American investor and film producer (1956–2019)

Jeffrey Glynn Tarrant (April 4, 1956 – August 5, 2019) was an American investor. He was the founder and chairman of MOV37 and Protégé Partners, firms specializing in identifying, seeding and early stage investing in investment funds. He was also a founding partner of film production company Candescent Films. He died from brain cancer in 2019.

==Education==
Tarrant received a BA in economics from the University of California, Davis in 1978, and an MBA from Harvard Business School in 1985.

==Career==
===Early career===
After graduating from Harvard Business School, Tarrant joined Berkeley Asset Management in Berkeley, California, as vice president, co-managing the Sequoia Fund, one of the first fund of hedge funds in the United States. He went on to manage assets for private family fortunes, including Sidney Kimmel (film producer and founder of the Jones Apparel Group). For the Thurn und Taxis family of Germany, he managed their marketable securities hedge fund portfolio and investments in the United States, United Kingdom and Europe.

In 1996, Tarrant founded Altvest, the first Web-based directory of hedge funds and managers. InvestorForce purchased it in 2000, and it was made a division of investment research firm Morningstar in 2006.

===Protégé Partners===
Tarrant served from 1998 to 2002 on the board of directors of The Investment Fund for Foundations (TIFF), an investment advisory firm for charitable foundations, and advised TIFF on building its first hedge fund of funds.
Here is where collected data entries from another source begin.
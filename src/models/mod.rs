pub mod data;

pub use data::{CnicField, CnicRecord, ReconcileMode, RecordBuilder, ValidationOutcome};
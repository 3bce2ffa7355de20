use thiserror::Error;

/// Errors at the collaborator boundary. Field extraction itself is total
/// and signals absence by leaving fields unset; a strict-mode rejection is
/// a normal outcome, not an error.
#[derive(Debug, Error)]
pub enum CnicError {
    #[error("region detection error: {0}")]
    Detection(String),

    #[error("text recognition error: {0}")]
    Recognition(String),

    #[error("invalid input: {0}")]
    InvalidInput(String),

    #[error("io error: {0}")]
    Io(#[from] std::io::Error),
}
use chrono::{Datelike, NaiveDate};

pub struct DateValidator;

impl DateValidator {
    /// A field value is a valid date when it parses as DD/MM/YYYY, names a
    /// real calendar date, and falls in the 1900-2100 year range.
    pub fn is_valid(value: &str) -> bool {
        match NaiveDate::parse_from_str(value, "%d/%m/%Y") {
            Ok(date) => (1900..=2100).contains(&date.year()),
            Err(_) => false,
        }
    }
}
use serde::{Deserialize, Serialize};

/// Structured fields recovered from one CNIC image.
///
/// Every field is optional: the lenient pipeline returns whatever it could
/// reconcile, and only strict validation demands completeness.
#[derive(Debug, Clone, Default, PartialEq, Eq, Serialize, Deserialize)]
pub struct CnicRecord {
    pub name: Option<String>,
    pub father_name: Option<String>,
    pub gender: Option<String>,
    pub country_of_stay: Option<String>,
    pub identity_number: Option<String>,
    pub date_of_birth: Option<String>,
    pub date_of_issue: Option<String>,
    pub date_of_expiry: Option<String>,
}

impl CnicRecord {
    pub fn get(&self, field: CnicField) -> Option<&str> {
        match field {
            CnicField::Name => self.name.as_deref(),
            CnicField::FatherName => self.father_name.as_deref(),
            CnicField::Gender => self.gender.as_deref(),
            CnicField::CountryOfStay => self.country_of_stay.as_deref(),
            CnicField::IdentityNumber => self.identity_number.as_deref(),
            CnicField::DateOfBirth => self.date_of_birth.as_deref(),
            CnicField::DateOfIssue => self.date_of_issue.as_deref(),
            CnicField::DateOfExpiry => self.date_of_expiry.as_deref(),
        }
    }
}

/// The eight CNIC fields, in validator reporting order.
#[derive(Debug, Clone, Copy, PartialEq, Eq, Hash)]
pub enum CnicField {
    Name,
    FatherName,
    Gender,
    CountryOfStay,
    IdentityNumber,
    DateOfBirth,
    DateOfIssue,
    DateOfExpiry,
}

impl CnicField {
    pub const ALL: [CnicField; 8] = [
        CnicField::Name,
        CnicField::FatherName,
        CnicField::Gender,
        CnicField::CountryOfStay,
        CnicField::IdentityNumber,
        CnicField::DateOfBirth,
        CnicField::DateOfIssue,
        CnicField::DateOfExpiry,
    ];

    pub const DATES: [CnicField; 3] = [
        CnicField::DateOfBirth,
        CnicField::DateOfIssue,
        CnicField::DateOfExpiry,
    ];

    /// Human-readable label used in diagnostics.
    pub fn label(&self) -> &'static str {
        match self {
            CnicField::Name => "Name",
            CnicField::FatherName => "Father Name",
            CnicField::Gender => "Gender",
            CnicField::CountryOfStay => "Country Of Stay",
            CnicField::IdentityNumber => "Identity Number",
            CnicField::DateOfBirth => "Date Of Birth",
            CnicField::DateOfIssue => "Date Of Issue",
            CnicField::DateOfExpiry => "Date Of Expiry",
        }
    }
}

/// Builds a record with first-writer-wins semantics: the earliest region in
/// detection order that yields a value for a field keeps it.
#[derive(Debug, Default)]
pub struct RecordBuilder {
    record: CnicRecord,
}

impl RecordBuilder {
    pub fn new() -> Self {
        Self::default()
    }

    pub fn is_set(&self, field: CnicField) -> bool {
        self.record.get(field).is_some()
    }

    /// Sets a field unless an earlier region already claimed it.
    /// Returns whether the value was stored.
    pub fn set(&mut self, field: CnicField, value: String) -> bool {
        let slot = self.slot_mut(field);
        if slot.is_some() {
            return false;
        }
        *slot = Some(value);
        true
    }

    /// Finishes the record, trimming every populated field.
    pub fn finish(mut self) -> CnicRecord {
        for field in CnicField::ALL {
            let slot = self.slot_mut(field);
            if let Some(value) = slot.take() {
                *slot = Some(value.trim().to_string());
            }
        }
        self.record
    }

    fn slot_mut(&mut self, field: CnicField) -> &mut Option<String> {
        match field {
            CnicField::Name => &mut self.record.name,
            CnicField::FatherName => &mut self.record.father_name,
            CnicField::Gender => &mut self.record.gender,
            CnicField::CountryOfStay => &mut self.record.country_of_stay,
            CnicField::IdentityNumber => &mut self.record.identity_number,
            CnicField::DateOfBirth => &mut self.record.date_of_birth,
            CnicField::DateOfIssue => &mut self.record.date_of_issue,
            CnicField::DateOfExpiry => &mut self.record.date_of_expiry,
        }
    }
}

/// Strict requires all eight fields valid or rejects with a diagnostic;
/// lenient returns best-effort partial results.
#[derive(Debug, Clone, Copy, PartialEq, Eq, Default)]
pub enum ReconcileMode {
    #[default]
    Lenient,
    Strict,
}

/// Either a complete record or a diagnostic naming the offending fields.
/// Never both.
#[derive(Debug, Clone, PartialEq, Eq)]
pub enum ValidationOutcome {
    Valid(CnicRecord),
    Invalid(String),
}

impl ValidationOutcome {
    pub fn is_valid(&self) -> bool {
        matches!(self, ValidationOutcome::Valid(_))
    }
}

#[cfg(test)]
mod tests {
    use super::*;

    #[test]
    fn test_builder_first_writer_wins() {
        let mut builder = RecordBuilder::new();
        assert!(builder.set(CnicField::Name, "Jamil Ahmad".to_string()));
        assert!(!builder.set(CnicField::Name, "Tariq Mehmood".to_string()));
        let record = builder.finish();
        assert_eq!(record.name.as_deref(), Some("Jamil Ahmad"));
    }

    #[test]
    fn test_finish_trims_fields() {
        let mut builder = RecordBuilder::new();
        builder.set(CnicField::Gender, "  Male ".to_string());
        let record = builder.finish();
        assert_eq!(record.gender.as_deref(), Some("Male"));
    }

    #[test]
    fn test_field_labels() {
        assert_eq!(CnicField::FatherName.label(), "Father Name");
        assert_eq!(CnicField::DateOfExpiry.label(), "Date Of Expiry");
    }

    #[test]
    fn test_record_field_access() {
        let record = CnicRecord {
            identity_number: Some("16202-0883647-3".to_string()),
            ..Default::default()
        };
        assert_eq!(
            record.get(CnicField::IdentityNumber),
            Some("16202-0883647-3")
        );
        assert_eq!(record.get(CnicField::Name), None);
    }
}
In 2001, Tarrant was introduced to Ted Seides by TIFF founder David Salem, which led to the formation of Protégé Partners. Based in Manhattan, Protégé specializes in seeding and early stage investing in hedge funds. Tarrant initially served as chief investment officer and chief executive officer, with Seides as president. Seides took over as co-CIO in 2011 until leaving the firm in 2015, at which point Tarrant resumed his role as sole CIO. The University of Texas and the New Jersey pension system were early investors with Protégé. As of 2016, Protégé manages $1.6 billion. In 2017, he moved into the role of chairman.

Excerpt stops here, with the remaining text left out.